(3 of 3)
A Little Hitch. A thunderous applause greeted the bishop. To show that there was no prejudice, tall, dark Monsignor Alibio Ruina announced that the Communist mayor of Bolsena, the little town nearby where the miracle had occurred, would be invited to the procession. The church, which had won the day, could afford to be generous.
But a hitch occurred when the vehicle that was to bear the reliquary to Rome arrived at Orvieto. It was an ordinary closed moving van. The people gathered in the plaza complained that this was not good enough for their relic. They muttered that the reliquary should be taken to Rome in a truck with a glass top and sides, so that all the countryside could see it and realize what a great sacrifice they, the people of Orvieto, had made.

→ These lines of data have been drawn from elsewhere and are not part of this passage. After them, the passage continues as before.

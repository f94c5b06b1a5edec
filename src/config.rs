use std::net::SocketAddr;
use std::path::PathBuf;
use std::time::Duration;

use clap::{Parser, ValueEnum};
use ipnet::IpNet;
use thiserror::Error;

use crate::rate_limiter::LimiterSettings;

#[derive(Debug, Clone, Copy, PartialEq, Eq, ValueEnum)]
pub enum StoreBackend {
    /// Redis hashes, shared by every instance.
    Redis,
    /// In-process map, for local runs without Redis.
    Memory,
}

#[derive(Debug, Error, PartialEq)]
pub enum ConfigError {
    #[error("{name} rate must be greater than 0 (got {value})")]
    InvalidRate { name: &'static str, value: f64 },

    #[error("{name} burst must be at least 1 (got {value})")]
    InvalidBurst { name: &'static str, value: f64 },

    #[error("{0} must be greater than 0")]
    ZeroDuration(&'static str),

    #[error("Redis URL must start with 'redis://' or 'rediss://'")]
    InvalidRedisUrl,
}

/// Service configuration, read from the command line or the environment.
#[derive(Debug, Clone, Parser)]
#[command(name = "burnnote", version, about)]
pub struct Config {
    /// Server bind address
    #[arg(long, env = "BIND_ADDR", default_value = "0.0.0.0:8080")]
    pub bind_addr: SocketAddr,

    /// Where notes are stored
    #[arg(long, env = "STORE_BACKEND", value_enum, default_value = "redis")]
    pub store_backend: StoreBackend,

    /// Redis connection URL
    #[arg(long, env = "REDIS_URL", default_value = "redis://127.0.0.1:6379")]
    pub redis_url: String,

    /// Redis password, overriding any in the URL
    #[arg(long, env = "REDIS_PASSWORD", hide_env_values = true)]
    pub redis_password: Option<String>,

    /// Timeout for each record store call, in seconds
    #[arg(long, env = "STORE_TIMEOUT_SECS", default_value_t = 5)]
    pub store_timeout_secs: u64,

    /// Proxies allowed to set X-Real-Ip / X-Forwarded-For, as CIDRs
    #[arg(long, env = "TRUSTED_PROXIES", value_delimiter = ',')]
    pub trusted_proxies: Vec<IpNet>,

    /// Read requests per second per client
    #[arg(long, env = "READ_RATE", default_value_t = 10.0)]
    pub read_rate: f64,

    /// Read burst per client
    #[arg(long, env = "READ_BURST", default_value_t = 20.0)]
    pub read_burst: f64,

    /// Note creations per second per client
    #[arg(long, env = "WRITE_RATE", default_value_t = 5.0)]
    pub write_rate: f64,

    /// Note creation burst per client
    #[arg(long, env = "WRITE_BURST", default_value_t = 10.0)]
    pub write_burst: f64,

    /// How often idle rate limiter entries are swept, in seconds
    #[arg(long, env = "SWEEP_INTERVAL_SECS", default_value_t = 60)]
    pub sweep_interval_secs: u64,

    /// Directory served for non-API paths
    #[arg(long, env = "STATIC_DIR", default_value = "./www")]
    pub static_dir: PathBuf,

    /// Default log level when RUST_LOG is unset
    #[arg(long, env = "LOG_LEVEL", default_value = "info")]
    pub log_level: String,
}

impl Default for Config {
    fn default() -> Self {
        Self::parse_from(["burnnote"])
    }
}

impl Config {
    /// Load configuration from the command line and environment variables
    pub fn from_env() -> Self {
        Config::parse()
    }

    pub fn validate(&self) -> Result<(), ConfigError> {
        for (name, rate, burst) in [
            ("read", self.read_rate, self.read_burst),
            ("write", self.write_rate, self.write_burst),
        ] {
            if rate.is_nan() || rate <= 0.0 {
                return Err(ConfigError::InvalidRate { name, value: rate });
            }
            if burst.is_nan() || burst < 1.0 {
                return Err(ConfigError::InvalidBurst { name, value: burst });
            }
        }

        if self.sweep_interval_secs == 0 {
            return Err(ConfigError::ZeroDuration("sweep interval"));
        }
        if self.store_timeout_secs == 0 {
            return Err(ConfigError::ZeroDuration("store timeout"));
        }

        if self.store_backend == StoreBackend::Redis
            && !self.redis_url.starts_with("redis://")
            && !self.redis_url.starts_with("rediss://")
        {
            return Err(ConfigError::InvalidRedisUrl);
        }

        Ok(())
    }

    pub fn store_timeout(&self) -> Duration {
        Duration::from_secs(self.store_timeout_secs)
    }

    pub fn read_limits(&self) -> LimiterSettings {
        LimiterSettings::new("read", self.read_rate, self.read_burst)
            .with_sweep_interval(Duration::from_secs(self.sweep_interval_secs))
    }

    pub fn write_limits(&self) -> LimiterSettings {
        LimiterSettings::new("write", self.write_rate, self.write_burst)
            .with_sweep_interval(Duration::from_secs(self.sweep_interval_secs))
    }
}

Just as the crowd was working itself into a mood to stop the removal of the reliquary, a cloud drifted over Orvieto. Hail began to rattle down. Quickly, the people understood the sign: the hail would have shattered a glass-roofed truck. The closed truck was best. Maurizio Ravelli, who looks after the reliquary, had built into the truck a triple floor with springs and delicate silver pistons to ease the passage of the reliquary. Driven at 15 m.p.h. over roads strewn with scarlet poppy petals between rows of kneeling, weeping, praying people, the reliquary made its journey to Rome.
In the great Corpus Christi procession from St. Peter's Basilica Thursday of last week, before 300,000 onlookers, the corporal of Orvieto, carried aloft by robed, red-sashed Bohemian priests, moved just in front of Pius XII. It was observed that during the procession the Pope kept his eyes on the reliquary. The Communist mayor of Bolsena, wearing a tri-colored sash, was on hand.
Mayor Gregori of Orvieto was not present.